Carlos Zambrano wants to leave his troubled past behind him — if that's possible — and be the pitcher he was at the end of last season.
The Chicago Cubs emotional right-hander spent time in anger management counseling following his tirade in the dugout at U.S. Cellular Field after giving up four first-inning runs against the White Sox.
"Let's talk about this year now. I never talk about what happened last year or what happened in the past," Zambrano said Monday at his locker before pitchers and catchers worked out for the first time this spring training. "I want to talk about this year and be a better player and better pitcher and that's what everybody is looking forward to."

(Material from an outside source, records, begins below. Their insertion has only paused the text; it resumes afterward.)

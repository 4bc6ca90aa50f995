use std::path::{Path, PathBuf};

use rqa_ai::embeddings::embedder_from_config;
use rqa_ai::index::{IndexStatus, IndexStore};
use rqa_ai::llm::{llm_from_config, Llm};
use rqa_ai::ollama::OllamaClient;
use rqa_ai::pipeline::{read_queries, EvaluationSummary, QaPipeline, QaResponse};
use rqa_core::config::{
    EmbeddingProviderConfig, GenerationProviderConfig, IngestErrorPolicy, RqaConfig,
};
use rqa_core::error::{codes, AppError};
use rqa_core::ingest::{ingest, DefaultLoader, DocumentSummary, SkippedDocument};
use rqa_core::session_log::{now_rfc3339_utc, SessionLogger};
use serde::Serialize;
use tracing::info;

#[derive(Debug, Serialize)]
pub struct BuildIndexReport {
    pub index_dir: String,
    pub index: IndexStatus,
    pub documents: Vec<DocumentSummary>,
    pub skipped: Vec<SkippedDocument>,
}

#[derive(Debug, Serialize)]
pub struct EvaluateReport {
    pub queries_file: String,
    pub out_csv: String,
    pub summary: EvaluationSummary,
}

#[derive(Debug, Serialize)]
pub struct ProviderHealth {
    pub base_url: String,
    pub ok: bool,
    pub message: String,
}

#[derive(Debug, Serialize)]
pub struct StatusReport {
    pub index_dir: String,
    pub index: Option<IndexStatus>,
    pub index_error: Option<AppError>,
    pub embedding_provider: String,
    pub generation_provider: String,
    pub openai_key_present: bool,
    pub ollama: Vec<ProviderHealth>,
}

pub fn build_index(
    cfg: &RqaConfig,
    docs: &[PathBuf],
    abort_on_error: bool,
) -> Result<BuildIndexReport, AppError> {
    let paths: &[PathBuf] = if docs.is_empty() { &cfg.documents } else { docs };
    if paths.is_empty() {
        return Err(AppError::new(codes::CONFIG_INVALID, "No documents to index")
            .with_details("pass document paths or set REGQA_DOCUMENTS"));
    }

    let mut chunking = cfg.chunking.clone();
    if abort_on_error {
        chunking.on_error = IngestErrorPolicy::AbortOnFirstError;
    }
    let report = ingest(paths, &chunking, &DefaultLoader::new(cfg.pdftotext_bin.as_str()))?;
    if report.documents.is_empty() {
        return Err(AppError::new(codes::INGEST_FAILED, "No document could be ingested")
            .with_details(format!("skipped={}", report.skipped.len())));
    }

    let embedder = embedder_from_config(cfg)?;
    let built_at = now_rfc3339_utc()?;
    let status =
        IndexStore::open(&cfg.index_dir).build(&report.chunks, embedder.as_ref(), &built_at)?;

    Ok(BuildIndexReport {
        index_dir: cfg.index_dir.display().to_string(),
        index: status,
        documents: report.documents,
        skipped: report.skipped,
    })
}

fn open_pipeline(cfg: &RqaConfig, logger: SessionLogger) -> Result<QaPipeline, AppError> {
    let embedder = embedder_from_config(cfg)?;
    let llm = llm_from_config(cfg)?;
    let index = IndexStore::open(&cfg.index_dir).load(embedder.as_ref())?;
    info!(
        model = %index.meta().model,
        chunks = index.len(),
        llm = %llm.model_id(),
        "pipeline ready"
    );
    QaPipeline::new(cfg.retrieval.clone(), embedder, llm, index, logger)
}

pub fn ask(cfg: &RqaConfig, question: &str, no_log: bool) -> Result<QaResponse, AppError> {
    let logger = if no_log {
        SessionLogger::new(None, None)
    } else {
        SessionLogger::from_config(&cfg.log)
    };
    open_pipeline(cfg, logger)?.ask(question)
}

pub fn evaluate(
    cfg: &RqaConfig,
    queries_file: &Path,
    out: &Path,
) -> Result<EvaluateReport, AppError> {
    let queries = read_queries(queries_file)?;
    if queries.is_empty() {
        return Err(AppError::new(codes::CONFIG_INVALID, "Queries file contains no questions")
            .with_details(format!("path={}", queries_file.display())));
    }

    let summary = open_pipeline(cfg, SessionLogger::new(None, None))?.evaluate(&queries, out)?;
    Ok(EvaluateReport {
        queries_file: queries_file.display().to_string(),
        out_csv: out.display().to_string(),
        summary,
    })
}

pub fn status(cfg: &RqaConfig) -> Result<StatusReport, AppError> {
    let (index, index_error) = match IndexStore::open(&cfg.index_dir).status() {
        Ok(st) => (Some(st), None),
        Err(e) => (None, Some(e)),
    };

    let mut ollama_urls: Vec<&str> = Vec::new();
    if let EmbeddingProviderConfig::Ollama { base_url, .. } = &cfg.embedding {
        ollama_urls.push(base_url);
    }
    if let GenerationProviderConfig::Ollama { base_url, .. } = &cfg.generation {
        if !ollama_urls.contains(&base_url.as_str()) {
            ollama_urls.push(base_url);
        }
    }
    let mut ollama = Vec::new();
    for url in ollama_urls {
        let client = OllamaClient::new(url)?;
        let health = match client.health_check() {
            Ok(()) => ProviderHealth {
                base_url: client.base_url().to_string(),
                ok: true,
                message: "reachable".to_string(),
            },
            Err(e) => ProviderHealth {
                base_url: client.base_url().to_string(),
                ok: false,
                message: e.to_string(),
            },
        };
        ollama.push(health);
    }

    Ok(StatusReport {
        index_dir: cfg.index_dir.display().to_string(),
        index,
        index_error,
        embedding_provider: cfg.embedding.provider_name().to_string(),
        generation_provider: cfg.generation.provider_name().to_string(),
        openai_key_present: cfg.openai_api_key.is_some(),
        ollama,
    })
}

In 2009, he went on tirade against an umpire, throwing a baseball into the outfield and slamming his glove against the dugout fence, a tantrum that led to a suspension.
But a year ago in spring training, Zambrano said he had straightened up and was ready to put a plug in his outbursts and concentrate on pitching.
"Believe me. I think I passed that stage where everything gets me mad," Zambrano said. "That's why you will see a Carlos Zambrano smiling and laughing with everybody."
It didn't happen.
Zambrano became unhinged in the game against the White Sox, supposedly upset because he didn't think some of his teammates dove for ground balls.
When he finally was reinstated, he pitched his best ball, going 8-0 in his final 11 starts to finish 11-6. He spent an early portion of last season in the bullpen before being reinstated to the rotation.
Asked Monday if he was going to stay out of trouble this year, Zambrano said:
"I don't want to say anything this year. I just want to talk with my numbers, that's what I want to do," he said.
Zambrano broke in with the Cubs in 2001 and now at age 29 he acknowledged he has to watch his diet and work even harder to be in shape. He's in the running with Matt Garza and Ryan Dempster to start the opener.
"We're all making adjustments, we're all getting old," said new Cubs manager Mike Quade, who had the job on an interim basis during the final six weeks last season when Zambrano was pitching his best.
"He looked like a young guy those last six weeks," Quade said. "I believe he's motivated to pitch like that and time will tell. I'm looking forward to seeing the same guy."
Zambrano, who in 2007 signed a deal adding $91.5 million over five seasons through 2012, is no longer the Cubs' ace. That distinction most likely falls to Garza, acquired in a trade from Tampa Bay.
So does Zambrano have anything to prove after his season of a year ago?
"No, no. Leave that for rookies. They need to show they can pitch in the big leagues," he said. "I don't need to do that. Thank God I showed and I proved I can pitch in the big leagues. I just want to stay healthy and try and do my job."
NOTES: Right-hander Carlos Silva was sent home with a 103-degree fever. ... Quade, a veteran of spring training, downplayed his first day as full-time manager. "Obviously it's a much bigger deal than when you go manage Des Moines. In some respects, it's not."